As an 18 year-old student, with little money and during the hard times of the military coupe of the 1980s, the price was beyond his means; grabbing a piece of paper from the gutter he marked it with the length and the position of the holes, bought the cheapest plastic water pipe and improvised. He smiles when he remembers the terrible sound it made, but for all its faults, he has kept it and still has it on his wall as an icon of his inspiration. These days his neys are made by a master craftsman in Istanbul from specially selected bamboo, the sections of which have to be a precise length for the positioning of the holes ~ and incredibly only one in 5,000 lengths are suitable. He’s also made Mercan a plastic ney as a homage to that ancestral water pipe, this one works!
Mercan has lived in Canada since the 1990s, not perhaps the most obvious of destinations for a young Turkish man, and he now spends much of his time, when not touring, between Montreal and Istanbul, both of which he regards as home.
His life, after his arrival in Canada, at that time speaking no English, took him on a serendipitous path. Initially he went to Saskatoon for only three weeks with his exhibition of photography ~ he already had a degree in photography and journalism from the University of Istanbul ~ and was spotted by a professor from the University of Saskatchewan who convinced him to study there for a degree in Fine Art. He then went on to Concordia University, Montreal, to study for his Masters under the tutelage of Guido Molinari, the installation artist and enfant terrible of Canadian Formalist painting.
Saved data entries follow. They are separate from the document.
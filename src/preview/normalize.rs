//! URL normalization for the preview input.

use url::Url;

/// Why a submitted URL was rejected.
#[derive(Debug, Clone, PartialEq, Eq, thiserror::Error)]
pub enum UrlError {
    /// Nothing but whitespace was submitted.
    #[error("Enter a valid URL to inspect.")]
    Empty,

    /// The input did not parse, or parsed to something other than http(s).
    #[error("Please provide a valid URL starting with http://, https://, or a /path for local pages.")]
    Invalid {
        /// The trimmed input.
        input: String,
    },
}

/// Turn user input into an absolute http(s) URL.
///
/// - `http://` and `https://` prefixes (any case) are parsed as-is.
/// - Input starting with `/` is appended to `origin`.
/// - Input with any other `scheme://` prefix is parsed as-is, so `ftp://x`
///   is rejected instead of becoming `https://ftp://x`.
/// - Anything else gets `https://` prepended.
///
/// # Example
///
/// ```rust
/// use url::Url;
/// use web_tester::preview::normalize_url;
///
/// let origin = Url::parse("http://127.0.0.1:3000").unwrap();
/// assert_eq!(normalize_url("example.com", &origin).unwrap().as_str(), "https://example.com/");
/// assert_eq!(normalize_url("/demo", &origin).unwrap().as_str(), "http://127.0.0.1:3000/demo");
/// assert!(normalize_url("ftp://x", &origin).is_err());
/// ```
pub fn normalize_url(raw: &str, origin: &Url) -> Result<Url, UrlError> {
    let trimmed = raw.trim();
    if trimmed.is_empty() {
        return Err(UrlError::Empty);
    }

    let candidate = if has_http_scheme(trimmed) || explicit_scheme(trimmed).is_some() {
        trimmed.to_string()
    } else if trimmed.starts_with('/') {
        format!("{}{trimmed}", origin.origin().ascii_serialization())
    } else {
        format!("https://{trimmed}")
    };

    let invalid = || UrlError::Invalid {
        input: trimmed.to_string(),
    };
    let parsed = Url::parse(&candidate).map_err(|_| invalid())?;
    match parsed.scheme() {
        "http" | "https" => Ok(parsed),
        _ => Err(invalid()),
    }
}

/// Hostname shown to the user: the URL's host without a leading `www.`.
///
/// Relative input is resolved against `base` when given, so empty input names
/// the base host. Input that does not parse to something with a host is
/// returned unchanged.
pub fn display_hostname(raw: &str, base: Option<&Url>) -> String {
    if raw.is_empty() && base.is_none() {
        return String::new();
    }
    let parsed = match base {
        Some(base) => base.join(raw),
        None => Url::parse(raw),
    };
    match parsed.ok().as_ref().and_then(Url::host_str) {
        Some(host) => host.strip_prefix("www.").unwrap_or(host).to_string(),
        None => raw.to_string(),
    }
}

fn has_http_scheme(input: &str) -> bool {
    ["http://", "https://"].iter().any(|prefix| {
        input
            .get(..prefix.len())
            .is_some_and(|head| head.eq_ignore_ascii_case(prefix))
    })
}

/// The `scheme` of a `scheme://rest` input, if it has one.
fn explicit_scheme(input: &str) -> Option<&str> {
    let (scheme, _) = input.split_once("://")?;
    let mut chars = scheme.chars();
    let first = chars.next()?;
    let valid = first.is_ascii_alphabetic()
        && chars.all(|c| c.is_ascii_alphanumeric() || matches!(c, '+' | '-' | '.'));
    valid.then_some(scheme)
}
During the 90s Mercan exhibited, in his real name of Arkin Ilicali, as a visual artist and as well as teaching at Concordia he continued DJ-ing , something he started doing as a student almost by accident to help pay the rent.
In conversation it’s obvious that his knowledge and interest in the visual arts has never left him and as he talks he evokes vivid imagery and references to describe his philosophy and music. The visual still has real meaning for him; he creates light projections for many of his larger stage performances and the photographic images on his last album, Su, and the collage on his techno album, Fusion Monster, also released in 2004, are his work. He’s modest about recent accolades, the nominations in 2003 and 2004 for two categories in the Radio 3 Awards for World Music and casually mentions in an aside that he played drums on the soundtrack of the Ridley Scott film, Kingdom of Heaven.
Without proselytizing, he wants to make it clear how important Sufism is in his life ~ first and foremost he is a Sufi, and he explains how the use of music, poetry and the dance of the dervishes are central to Sufi beliefs as a pathway to worship. Dervish means threshold and their meditational whirling dance is used as a means to pass through this transcendental doorway to bond with the divine.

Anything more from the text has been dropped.